COLUMBUS, OH - JANUARY 25: Sasa Borovnjak #21 and Ross Travis #43 of the Penn State Nittany Lions crowd around Jared Sullinger #0 of the Ohio State Buckeyes to provide defensive pressure in the first half on January 25, 2012 at Value City Arena in Columbus, Ohio. (Photo by Jamie Sabau/Getty Images)
After successfully returning from a devastating injury in 2011-2012, the Nittany Lions' junior forward will look to break out this coming year.
SB Nation Pittsburgh is profiling the Penn State basketball team's major contributors from last season, highlighting positives they can build upon and negatives they can work to improve this summer as they prepare for the 2012-2013 season. Today, Sasa Borovnjak
When Sasa Borovnjak averaged 1.8 points and 1.1 rebounds in limited time as a freshman in 2009-2010, there was hope he could become a regular contributor on the 2010-2011 team.

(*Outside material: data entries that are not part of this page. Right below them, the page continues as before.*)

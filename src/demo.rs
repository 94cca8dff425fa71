//! Canned analysis for configured demo clips.
//!
//! Demo sessions are described by configuration rather than detected, which
//! makes this the only place `laying` is produced.

use serde::Serialize;
use uuid::Uuid;

use crate::clock::{format_clock, format_duration, SimulatedClock};
use crate::posture::PostureLabel;
use crate::tracker::SessionEvent;

/// Media offset at which the configured event is placed.
pub const DEMO_EVENT_OFFSET_MS: u64 = 45_000;

#[derive(Debug, Clone, PartialEq, Serialize)]
pub struct DemoAnalysis {
    pub summary: String,
    pub events: Vec<SessionEvent>,
}

pub fn analyze(event_type: PostureLabel, clock: &SimulatedClock) -> DemoAnalysis {
    let summary = match event_type {
        PostureLabel::Sitting => {
            "Prolonged sitting detected in the clip. Long unbroken sitting raises the risk of \
             office syndrome; a reminder to move is recommended."
        }
        PostureLabel::Falling => {
            "Fall detected 45 seconds into the clip. This is a critical event; a snapshot was \
             recorded and an alert raised immediately."
        }
        PostureLabel::Laying => {
            "Laying down detected. This may be normal rest or a health emergency; the lying \
             time will be watched against the configured limit."
        }
        PostureLabel::Standing | PostureLabel::Unknown => {
            return DemoAnalysis {
                summary: "No notable event detected in the clip.".to_string(),
                events: Vec::new(),
            };
        }
    };

    let started_at = clock.at(DEMO_EVENT_OFFSET_MS);
    tracing::info!(event = %event_type, at = %started_at, "demo analysis produced an event");

    DemoAnalysis {
        summary: summary.to_string(),
        events: vec![SessionEvent {
            id: Uuid::new_v4(),
            posture: event_type,
            started_at,
            timestamp: format_clock(started_at),
            duration_seconds: 0.0,
            duration: format_duration(0.0),
            is_critical: event_type == PostureLabel::Falling,
        }],
    }
}

#[cfg(test)]
mod tests {
    use super::*;
    use crate::clock::anchor_from_parts;

    fn clock() -> SimulatedClock {
        SimulatedClock::from_speed(anchor_from_parts("2024-01-01", "08:00").unwrap(), 2.0)
    }

    #[test]
    fn laying_comes_from_configuration() {
        let analysis = analyze(PostureLabel::Laying, &clock());
        assert_eq!(analysis.events.len(), 1);
        let event = &analysis.events[0];
        assert_eq!(event.posture, PostureLabel::Laying);
        assert!(!event.is_critical);
        // 45 media seconds at 2 simulated minutes per second.
        assert_eq!(event.timestamp, "09:30");
    }

    #[test]
    fn configured_fall_is_critical() {
        let analysis = analyze(PostureLabel::Falling, &clock());
        assert!(analysis.events[0].is_critical);
        assert!(analysis.summary.contains("critical"));
    }

    #[test]
    fn standing_produces_no_event() {
        assert!(analyze(PostureLabel::Standing, &clock()).events.is_empty());
    }
}
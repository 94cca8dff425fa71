use std::fs;
use std::path::Path;

use anyhow::{Context, Result};
use chrono::{Local, NaiveDateTime};
use serde::{Deserialize, Serialize};

use crate::clock::{anchor_from_parts, SimulatedClock};
use crate::error::ConfigError;
use crate::posture::Thresholds;

#[derive(Debug, Clone, PartialEq, Serialize, Deserialize, Default)]
#[serde(default)]
pub struct Config {
    pub thresholds: Thresholds,
    pub smoothing: SmoothingConfig,
    pub session: SessionConfig,
    pub clock: ClockConfig,
    pub overlay: OverlayConfig,
}

#[derive(Debug, Clone, Copy, PartialEq, Serialize, Deserialize)]
#[serde(default)]
pub struct SmoothingConfig {
    pub window_size: usize,
    /// Newest entries that must agree before a label is stable.
    pub quorum: usize,
}

impl Default for SmoothingConfig {
    fn default() -> Self {
        Self {
            window_size: 5,
            quorum: 3,
        }
    }
}

#[derive(Debug, Clone, Copy, PartialEq, Serialize, Deserialize)]
#[serde(default)]
pub struct SessionConfig {
    pub fall_confirm_delay_ms: u64,
    /// Sessions must be strictly longer than this to be logged.
    pub min_session_seconds: f64,
    /// Simulated minutes of continuous sitting before an alert is raised.
    pub prolonged_sitting_minutes: f64,
}

impl Default for SessionConfig {
    fn default() -> Self {
        Self {
            fall_confirm_delay_ms: 5_000,
            min_session_seconds: 2.0,
            prolonged_sitting_minutes: 45.0,
        }
    }
}

#[derive(Debug, Clone, Copy, PartialEq, Serialize, Deserialize)]
#[serde(default)]
pub struct ClockConfig {
    /// Simulated wall-clock time at media time zero. Defaults to 08:00
    /// today, local time.
    pub start: NaiveDateTime,
    /// Simulated minutes per media second. Absent means real time.
    #[serde(skip_serializing_if = "Option::is_none")]
    pub speed: Option<f64>,
    /// Length of the clip; monitoring stops when playback reaches it.
    #[serde(skip_serializing_if = "Option::is_none")]
    pub video_duration_seconds: Option<f64>,
}

impl Default for ClockConfig {
    fn default() -> Self {
        Self {
            start: Local::now()
                .date_naive()
                .and_hms_opt(8, 0, 0)
                .unwrap_or_default(),
            speed: None,
            video_duration_seconds: None,
        }
    }
}

impl ClockConfig {
    pub fn with_start_parts(mut self, date: &str, start_time: &str) -> Result<Self, ConfigError> {
        self.start = anchor_from_parts(date, start_time)?;
        Ok(self)
    }

    /// Builds the session clock. Called once per session; the anchor is
    /// copied into the clock and never read back from the config.
    pub fn clock(&self) -> SimulatedClock {
        match self.speed {
            Some(speed) => SimulatedClock::from_speed(self.start, speed),
            None => SimulatedClock::real_time(self.start),
        }
    }
}

#[derive(Debug, Clone, Copy, PartialEq, Serialize, Deserialize)]
#[serde(default)]
pub struct OverlayConfig {
    /// Keypoints below this visibility are not drawn. Not used for
    /// classification.
    pub min_visibility: f32,
}

impl Default for OverlayConfig {
    fn default() -> Self {
        Self {
            min_visibility: 0.5,
        }
    }
}

fn non_negative(field: &'static str, value: f64) -> Result<(), ConfigError> {
    if !value.is_finite() || value < 0.0 {
        return Err(ConfigError::invalid_value(
            field,
            format!("must be a finite non-negative number, got {value}"),
        ));
    }
    Ok(())
}

fn at_most(field: &'static str, value: f64, max: f64) -> Result<(), ConfigError> {
    non_negative(field, value)?;
    if value > max {
        return Err(ConfigError::invalid_value(
            field,
            format!("must be at most {max}, got {value}"),
        ));
    }
    Ok(())
}

fn positive(field: &'static str, value: f64) -> Result<(), ConfigError> {
    if !value.is_finite() || value <= 0.0 {
        return Err(ConfigError::invalid_value(
            field,
            format!("must be a finite positive number, got {value}"),
        ));
    }
    Ok(())
}

impl Config {
    pub fn load<P: AsRef<Path>>(path: P) -> Result<Self> {
        let path = path.as_ref();
        let content = fs::read_to_string(path)
            .with_context(|| format!("reading config {}", path.display()))?;
        let config: Config = toml::from_str(&content)
            .with_context(|| format!("parsing config {}", path.display()))?;
        config.validate()?;
        Ok(config)
    }

    pub fn save<P: AsRef<Path>>(&self, path: P) -> Result<()> {
        let path = path.as_ref();
        let content = toml::to_string_pretty(self)?;
        fs::write(path, content).with_context(|| format!("writing config {}", path.display()))?;
        Ok(())
    }

    /// Rejects out-of-range values. Nothing is clamped.
    pub fn validate(&self) -> Result<(), ConfigError> {
        let t = &self.thresholds;
        at_most("thresholds.fall_angle", t.fall_angle as f64, 90.0)?;
        at_most("thresholds.standing_angle", t.standing_angle as f64, 90.0)?;
        at_most("thresholds.leg_straightness", t.leg_straightness as f64, 180.0)?;
        non_negative("thresholds.flat_aspect_ratio", t.flat_aspect_ratio as f64)?;
        non_negative("thresholds.standing_aspect_ratio", t.standing_aspect_ratio as f64)?;

        let s = &self.smoothing;
        if s.window_size == 0 {
            return Err(ConfigError::invalid_value("smoothing.window_size", "must be > 0"));
        }
        if s.quorum == 0 {
            return Err(ConfigError::invalid_value("smoothing.quorum", "must be > 0"));
        }
        if s.quorum > s.window_size {
            return Err(ConfigError::invalid_value(
                "smoothing.quorum",
                format!("must not exceed window_size ({})", s.window_size),
            ));
        }

        non_negative("session.min_session_seconds", self.session.min_session_seconds)?;
        positive(
            "session.prolonged_sitting_minutes",
            self.session.prolonged_sitting_minutes,
        )?;

        if let Some(speed) = self.clock.speed {
            positive("clock.speed", speed)?;
        }
        if let Some(duration) = self.clock.video_duration_seconds {
            positive("clock.video_duration_seconds", duration)?;
        }

        at_most("overlay.min_visibility", self.overlay.min_visibility as f64, 1.0)?;
        Ok(())
    }
}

An ACL injury in the summer of 2010, however, knocked him out for the season and put him on the road to what would be a long recovery. By the beginning of 2011-2012, Borovnjak still wasn't completely recovered from the injury, but he managed to start the season with his teammates and make it through the season injury free.
It was an encouraging development in what was an otherwise dismal 12-20 campaign in coach Pat Chambers' first year at the helm. Now, Borovnjak will look to build on the foundation and become a staple in the post on both ends of the court beginning with his junior season.
What He Did Well
-Borovnjak was one of only four players to play in all 32 of Penn State's games last season. That's spectacular, given that he was coming back from a violent knee injury. If he can be similarly durable this season, it should help the front court considerably in withstanding the blow of losing Billy Oliver to retirement.
-Borovnjak led the team with a .566 shooting percentage last season, which is excellent in his first season back from injury. The problem? He didn't really take enough shots for that to be consequential, finishing with an average of just 4.3 points per game. Simply put, Borovnjak needs to stop deferring to guys like Tim Frazier and Jermaine Marshall as much as he did last season and start attacking the basket himself. This is especially true considering the games he shot most tended to be the games he shot best. He was 7-7 from the field for 15 points against Ole Miss on Dec. 4, 5-5 shooting for 10 points against Mount St. Mary's on Dec. 18 and 4-4 from the floor for eight points against Purdue on Jan. 5. Heading into this season, Borovnjak knows he can make shots. Now he just has to make more of them.
What He Can Improve
-The biggest key to Borovnjak showing improvement from last season will be his learning to trust his surgically repaired knee from the get-go. There were times, especially early last year, when he was tentative and not going at 100 percent. That's certainly understandable, given the devastating nature of his injury. He should be ready to go at full speed from day one this season, though, which should allow him to be a lot more aggressive and dangerous for the Lions.
-Four Penn State guards, Frazier, Marshall, Matt Glover and Cammeron Woodyard, all averaged more rebounds per game than Borovnjak's 3.1 last season. Sure, that's a testament to excellent production from the back court. However, over Penn State's last seven games last season, Borovnjak grabbed a total of just nine rebounds. With Woodyard, Glover and fellow forward Oliver now out of the picture, Borovnjak has to step up his production or Penn State will fall of significantly in a rebounding game that kept it competitive last season.
-Like his teammate Jonathan Graham, Borovnjak could use some work on the free throws. He shot just .486 from the charity stripe last season. If he can bump that up over .500 and close to .600, that will be a nice improvement that should help his offensive game.